- For high-risk individuals, flu vaccines are recommended to help cushion them from the adverse effects of the condition.
- Health experts note that the vaccines could have additional benefits amidst the ongoing Covid-19 pandemic.
- Research findings presented at the 2021 European Congress of Clinical Microbiology & Infectious Diseases (ECCMID) indicates that the flu vaccine may provide vital protection against the severe symptoms of the coronavirus disease.
A majority of Kenyans have been grappling with the cold season for some months now. Aside from the decreasing temperatures that make life uncomfortable, this is usually a period when flu episodes become common.
Major symptoms of the condition include dry coughs, fevers, headaches, fatigue (tiredness), runny nose, sore throats and muscle or body aches.
These symptoms are unlike the ones for common colds that are usually milder and do not result in serious health problems.
To help ‘whither’ the condition, patients are often given medicines that alleviate or lessen the pain and discomfort that come with the flu symptoms. Examples include painkillers for the body aches, antihistamines that help address the runny nose or sneezing problems and nasal decongestants which assist with nose blockage challenges.
Most people usually recover from fever and other symptoms of the flu within a week without requiring medical attention.
However, the flu can cause severe illness or death among high risk groups such as children below five years, pregnant women, older people (above 65) and individuals with underlying medical conditions like asthma, heart ailments, diabetes and lung disease.
For these high-risk individuals, flu vaccines are recommended to help cushion them from the adverse effects of the condition.
Aside from these benefits, health experts note that the vaccines could have additional benefits amidst the ongoing Covid-19 pandemic.
Research findings presented at the 2021 European Congress of Clinical Microbiology & Infectious Diseases (ECCMID) indicates that the flu vaccine may provide vital protection against the severe symptoms of the coronavirus disease.
The research results strongly suggest that the annual flu shot reduces the risk of strokes, sepsis (blood poisoning) and deep vein thrombosis (DVT) or blood clots among patients with Covid-19.
In addition, the study found that patients with the Coronavirus disease who had been vaccinated against the flu were also less likely to visit the emergency department and be admitted to the intensive care unit (ICU).

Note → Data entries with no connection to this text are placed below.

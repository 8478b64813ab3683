// /////////////////////////////////////////////////////////////////////////////
// Secrets Manager
// Copyright (c) 2025 Michael Gardner, A Bit of Help, Inc.
// SPDX-License-Identifier: BSD-3-Clause
// See LICENSE file in the project root.
// /////////////////////////////////////////////////////////////////////////////

//! # Domain Error System
//!
//! This module provides the hierarchical error system for the secrets-manager
//! domain. Every fallible operation in the keyring core reports through a
//! single enum so callers can match on failure categories without chasing
//! per-module error types.
//!
//! ## Error Categories
//!
//! The error system organizes failures into logical categories:
//!
//! #### Configuration Errors
//! - **MissingMasterKey**: the master key set is incomplete at bootstrap
//! - **InvalidKeyType**: a key type string has no matching variant
//! - **UnsupportedKeyType**: the operation cannot service the given key type
//!
//! #### Authentication Errors
//! - **UnauthorizedMac**: a lock/unlock MAC is not in the authorized set
//! - **InvalidAuthenticationKey**: the supplied key cannot authenticate
//! - **UnauthorizedKeyring**: a loaded keyring rejected the session key
//! - **KeyringAlreadyLoaded** / **KeyringNotFound**: lifecycle ordering
//!   violations on the key manager
//!
//! #### Integrity Errors
//! - **InvalidChecksumFormat**: the checksum sidecar is not 88+88 bytes
//! - **IntegrityCheckFailed**: checksum or signature verification rejected
//!   the keyring artifacts
//! - **SecretVerificationFailed**: a secret's MAC prefix did not verify
//!
//! #### Cryptographic Errors
//! - **EncryptionFailed** / **DecryptionFailed**: AEAD operation failures
//!   (an authentication tag mismatch during decryption is fatal)
//! - **AuthenticationFailed** / **SignatureFailed** / **ChecksumFailed**:
//!   MAC, signature, and digest failures
//! - **GenerationFailed** / **NotAKeyPair**: key factory failures
//!
//! #### Storage Errors
//! - **StorageUnavailable**: a backend could not be reached or written
//! - **SerializationFailed**: an on-wire form could not be produced/parsed
//! - **SecretNotFound**: lookup by identifier found nothing
//! - **UnableToLoadKey**: master key material was present but unresolvable
//!
//! #### Rotation Errors
//! - **RotationFailed**: key or secret rotation aborted (after rollback)
//!
//! ## Propagation Policy
//!
//! Engine failures bubble up unchanged. The key manager and secret manager
//! wrap engine errors with operation-level context (operation name plus
//! keyring or vault scope) but never swallow them, with two documented
//! exceptions: keyring mutations while locked are silent no-ops, and
//! `SecretNotFound` during secret rotation is skipped.

use thiserror::Error;

/// Domain-specific errors for the secrets-manager system.
///
/// Each variant carries a descriptive message with enough context to act on
/// the failure. Variants map one-to-one onto the category taxonomy described
/// in the module documentation.
#[derive(Error, Debug, Clone, PartialEq, Eq)]
pub enum SecretsManagerError {
    #[error("Missing master key: {0}")]
    MissingMasterKey(String),

    #[error("Invalid key type: {0}")]
    InvalidKeyType(String),

    #[error("Unsupported key type: {0}")]
    UnsupportedKeyType(String),

    #[error("Unauthorized MAC: {0}")]
    UnauthorizedMac(String),

    #[error("Invalid authentication key: {0}")]
    InvalidAuthenticationKey(String),

    #[error("Unauthorized keyring: {0}")]
    UnauthorizedKeyring(String),

    #[error("Keyring already loaded: {0}")]
    KeyringAlreadyLoaded(String),

    #[error("Keyring not found: {0}")]
    KeyringNotFound(String),

    #[error("Unable to load key: {0}")]
    UnableToLoadKey(String),

    #[error("Invalid checksum format: {0}")]
    InvalidChecksumFormat(String),

    #[error("Integrity check failed: {0}")]
    IntegrityCheckFailed(String),

    #[error("Secret verification failed: {0}")]
    SecretVerificationFailed(String),

    #[error("Encryption failed: {0}")]
    EncryptionFailed(String),

    #[error("Decryption failed: {0}")]
    DecryptionFailed(String),

    #[error("Authentication failed: {0}")]
    AuthenticationFailed(String),

    #[error("Signature failed: {0}")]
    SignatureFailed(String),

    #[error("Checksum failed: {0}")]
    ChecksumFailed(String),

    #[error("Key generation failed: {0}")]
    GenerationFailed(String),

    #[error("Not a key pair: {0}")]
    NotAKeyPair(String),

    #[error("Storage unavailable: {0}")]
    StorageUnavailable(String),

    #[error("Serialization failed: {0}")]
    SerializationFailed(String),

    #[error("Secret not found: {0}")]
    SecretNotFound(String),

    #[error("Rotation failed: {0}")]
    RotationFailed(String),
}

impl SecretsManagerError {
    /// Creates a new missing-master-key error
    pub fn missing_master_key(msg: impl Into<String>) -> Self {
        Self::MissingMasterKey(msg.into())
    }

    /// Creates a new invalid-key-type error
    pub fn invalid_key_type(msg: impl Into<String>) -> Self {
        Self::InvalidKeyType(msg.into())
    }

    /// Creates a new unsupported-key-type error
    pub fn unsupported_key_type(msg: impl Into<String>) -> Self {
        Self::UnsupportedKeyType(msg.into())
    }

    /// Creates a new unauthorized-MAC error
    pub fn unauthorized_mac(msg: impl Into<String>) -> Self {
        Self::UnauthorizedMac(msg.into())
    }

    /// Creates a new encryption error
    pub fn encryption_failed(msg: impl Into<String>) -> Self {
        Self::EncryptionFailed(msg.into())
    }

    /// Creates a new decryption error
    pub fn decryption_failed(msg: impl Into<String>) -> Self {
        Self::DecryptionFailed(msg.into())
    }

    /// Creates a new integrity-check error
    pub fn integrity_check_failed(msg: impl Into<String>) -> Self {
        Self::IntegrityCheckFailed(msg.into())
    }

    /// Creates a new storage error
    pub fn storage_unavailable(msg: impl Into<String>) -> Self {
        Self::StorageUnavailable(msg.into())
    }

    /// Creates a new serialization error
    pub fn serialization_failed(msg: impl Into<String>) -> Self {
        Self::SerializationFailed(msg.into())
    }

    /// Creates a new rotation error
    pub fn rotation_failed(msg: impl Into<String>) -> Self {
        Self::RotationFailed(msg.into())
    }

    /// Checks if the error is a security-related error
    pub fn is_security_error(&self) -> bool {
        matches!(
            self,
            SecretsManagerError::UnauthorizedMac(_)
                | SecretsManagerError::InvalidAuthenticationKey(_)
                | SecretsManagerError::UnauthorizedKeyring(_)
                | SecretsManagerError::IntegrityCheckFailed(_)
                | SecretsManagerError::SecretVerificationFailed(_)
                | SecretsManagerError::InvalidChecksumFormat(_)
        )
    }

    /// Checks if the error is recoverable by retrying the operation
    pub fn is_recoverable(&self) -> bool {
        matches!(self, SecretsManagerError::StorageUnavailable(_))
    }

    /// Gets the error category
    pub fn category(&self) -> &'static str {
        match self {
            SecretsManagerError::MissingMasterKey(_) => "configuration",
            SecretsManagerError::InvalidKeyType(_) => "configuration",
            SecretsManagerError::UnsupportedKeyType(_) => "configuration",
            SecretsManagerError::UnauthorizedMac(_) => "authentication",
            SecretsManagerError::InvalidAuthenticationKey(_) => "authentication",
            SecretsManagerError::UnauthorizedKeyring(_) => "authentication",
            SecretsManagerError::KeyringAlreadyLoaded(_) => "authentication",
            SecretsManagerError::KeyringNotFound(_) => "authentication",
            SecretsManagerError::UnableToLoadKey(_) => "storage",
            SecretsManagerError::InvalidChecksumFormat(_) => "integrity",
            SecretsManagerError::IntegrityCheckFailed(_) => "integrity",
            SecretsManagerError::SecretVerificationFailed(_) => "integrity",
            SecretsManagerError::EncryptionFailed(_) => "cryptographic",
            SecretsManagerError::DecryptionFailed(_) => "cryptographic",
            SecretsManagerError::AuthenticationFailed(_) => "cryptographic",
            SecretsManagerError::SignatureFailed(_) => "cryptographic",
            SecretsManagerError::ChecksumFailed(_) => "cryptographic",
            SecretsManagerError::GenerationFailed(_) => "cryptographic",
            SecretsManagerError::NotAKeyPair(_) => "cryptographic",
            SecretsManagerError::StorageUnavailable(_) => "storage",
            SecretsManagerError::SerializationFailed(_) => "storage",
            SecretsManagerError::SecretNotFound(_) => "storage",
            SecretsManagerError::RotationFailed(_) => "rotation",
        }
    }
}

// Implement conversion from standard library errors
impl From<std::io::Error> for SecretsManagerError {
    fn from(err: std::io::Error) -> Self {
        SecretsManagerError::StorageUnavailable(err.to_string())
    }
}

impl From<serde_json::Error> for SecretsManagerError {
    fn from(err: serde_json::Error) -> Self {
        SecretsManagerError::SerializationFailed(err.to_string())
    }
}
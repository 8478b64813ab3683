// /////////////////////////////////////////////////////////////////////////////
// Secrets Manager
// Copyright (c) 2025 Michael Gardner, A Bit of Help, Inc.
// SPDX-License-Identifier: BSD-3-Clause
// See LICENSE file in the project root.
// /////////////////////////////////////////////////////////////////////////////

//! # Key Storage Adapters
//!
//! Concrete master-key persistence behind the domain's `KeyStorage` port.
//! Two formats are supported:
//!
//! - [`EnvFileKeyStorage`] — a dotenv-style file with one upper-cased
//!   variable per key whose value is the JSON record
//!   `{"hex","type","adapter","version"}`. The format keeps master keys
//!   deployable through the same tooling that manages other environment
//!   configuration.
//! - [`FileKeyStorage`] — one text file per key holding four LF-separated
//!   lines: hex, type, adapter, version. A trailing newline is tolerated.
//!
//! Both adapters implement the same import/resolve/save contract:
//! `import` returning `None` means the name is absent, while `resolve`
//! failing on present material reports `UnableToLoadKey`.

use std::fs;
use std::io::ErrorKind;
use std::path::PathBuf;

use secrets_manager_domain::{Key, KeyStorage, SecretsManagerError};

/// Dotenv-style storage: `NAME={"hex":...,"type":...,...}` per line.
#[derive(Debug, Clone)]
pub struct EnvFileKeyStorage {
    path: PathBuf,
}

impl EnvFileKeyStorage {
    pub fn new(path: impl Into<PathBuf>) -> Self {
        Self { path: path.into() }
    }

    fn read_lines(&self) -> Result<Vec<String>, SecretsManagerError> {
        match fs::read_to_string(&self.path) {
            Ok(contents) => Ok(contents.lines().map(str::to_string).collect()),
            Err(e) if e.kind() == ErrorKind::NotFound => Ok(Vec::new()),
            Err(e) => Err(SecretsManagerError::storage_unavailable(format!(
                "cannot read env file '{}': {}",
                self.path.display(),
                e
            ))),
        }
    }
}

impl KeyStorage for EnvFileKeyStorage {
    fn import(&self, name: &str) -> Result<Option<String>, SecretsManagerError> {
        let variable = name.to_uppercase();
        for line in self.read_lines()? {
            if let Some((key, value)) = line.split_once('=') {
                if key.trim() == variable {
                    return Ok(Some(value.trim().to_string()));
                }
            }
        }
        Ok(None)
    }

    fn resolve(&self, raw: &str) -> Result<Key, SecretsManagerError> {
        serde_json::from_str(raw)
            .map_err(|e| SecretsManagerError::UnableToLoadKey(format!("env value is not a key record: {}", e)))
    }

    fn save(&self, name: &str, key: &Key) -> Result<(), SecretsManagerError> {
        let variable = name.to_uppercase();
        let record = serde_json::to_string(key)?;

        let mut lines = self.read_lines()?;
        lines.retain(|line| {
            line.split_once('=')
                .map(|(existing, _)| existing.trim() != variable)
                .unwrap_or(true)
        });
        lines.push(format!("{}={}", variable, record));

        let mut contents = lines.join("\n");
        contents.push('\n');
        fs::write(&self.path, contents).map_err(|e| {
            SecretsManagerError::storage_unavailable(format!(
                "cannot write env file '{}': {}",
                self.path.display(),
                e
            ))
        })
    }
}

/// One four-line text file per key under a base directory.
#[derive(Debug, Clone)]
pub struct FileKeyStorage {
    dir: PathBuf,
}

impl FileKeyStorage {
    pub fn new(dir: impl Into<PathBuf>) -> Self {
        Self { dir: dir.into() }
    }

    fn key_path(&self, name: &str) -> PathBuf {
        self.dir.join(name)
    }
}

impl KeyStorage for FileKeyStorage {
    fn import(&self, name: &str) -> Result<Option<String>, SecretsManagerError> {
        match fs::read_to_string(self.key_path(name)) {
            Ok(contents) => Ok(Some(contents)),
            Err(e) if e.kind() == ErrorKind::NotFound => Ok(None),
            Err(e) => Err(SecretsManagerError::storage_unavailable(format!(
                "cannot read key file '{}': {}",
                self.key_path(name).display(),
                e
            ))),
        }
    }

    fn resolve(&self, raw: &str) -> Result<Key, SecretsManagerError> {
        let mut lines = raw.lines();
        let hex = lines.next();
        let key_type = lines.next();
        let adapter = lines.next();
        let version = lines.next();
        // Tolerate one trailing newline, nothing more.
        let trailing = lines.next();
        match (hex, key_type, adapter, version) {
            (Some(hex), Some(key_type), Some(adapter), Some(version))
                if trailing.is_none_or(str::is_empty) =>
            {
                Key::with_type_str(hex.trim(), key_type.trim(), adapter.trim(), version.trim())
                    .map_err(|e| SecretsManagerError::UnableToLoadKey(format!("key file rejected: {}", e)))
            }
            _ => Err(SecretsManagerError::UnableToLoadKey(
                "key file must hold exactly four lines: hex, type, adapter, version".to_string(),
            )),
        }
    }

    fn save(&self, name: &str, key: &Key) -> Result<(), SecretsManagerError> {
        fs::create_dir_all(&self.dir).map_err(|e| {
            SecretsManagerError::storage_unavailable(format!(
                "cannot create key directory '{}': {}",
                self.dir.display(),
                e
            ))
        })?;
        let contents = format!(
            "{}\n{}\n{}\n{}\n",
            key.material().expose(),
            key.key_type(),
            key.adapter(),
            key.version()
        );
        fs::write(self.key_path(name), contents).map_err(|e| {
            SecretsManagerError::storage_unavailable(format!(
                "cannot write key file '{}': {}",
                self.key_path(name).display(),
                e
            ))
        })
    }
}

Health experts therefore note that the flu vaccines can come in handy for many countries such as Kenya, which are still struggling to access sufficient Covid-19 vaccines for its citizens so as to vaccinate a huge proportion of the population.
"This finding is particularly significant because the pandemic is straining resources in many parts of the world. Only a small fraction of the world has been fully vaccinated against Covid-19 to date. And with all the devastation that has occurred due to the pandemic, the global community still needs to find solutions to reduce morbidity and mortality,” said Dr Devinder Singh, the study's senior author from the University of Miami Miller School of Medicine.
Susan Taghioff - another author of the study from the same institution – noted that the continued promotion of the flu vaccine has the potential of helping the global population to avoid a possible 'twin pandemic’ that will lead to a simultaneous outbreak of both the flu and Coronavirus disease cases.
She further stated that the flu vaccine may even benefit individuals hesitant to receive the Covid-19 vaccine due to the newness of the technology.
Nevertheless, Taghioff cautioned that the flu vaccine is by no means a replacement for the Coronavirus disease vaccine.
“And so, we advocate for everyone to receive their Covid-19 vaccine if they are able to do so.”
During the study, which is believed to be the largest of its kind, the research team analysed medical records of Covid-19 patients who were divided into two groups of 37,377 patients.
The selected individuals were from diverse countries including the United States, United Kingdom, Germany, Italy, Israel and Singapore.
Members of the first group had received the flu vaccine between two weeks and six months before being diagnosed with the Coronavirus disease. But those in the second group had not been vaccinated against the flu.
According to the results of the study, Covid-19 patients who had not received the flu jab were significantly more likely (by 20 percent) to have been admitted to the ICU.
Moreover, they were significantly more likely to visit the emergency department or have strokes by 58 percent. These patients were also highly likely to develop sepsis (blood poisoning) and get deep vein thrombosis (blood clots) by 45 percent and 40 percent respectively.
Based on the study, it is not exactly known how the flu jab provides protection against Covid-19. However, most theories centre around its ability to boost the body’s innate immune system.
Consequently, the researchers note that more research is needed to prove and better understand the possible link.
“In the future, the flu shot could be used to help provide increased protection in countries where the COVID-19 vaccine is in short supply,” they conclude.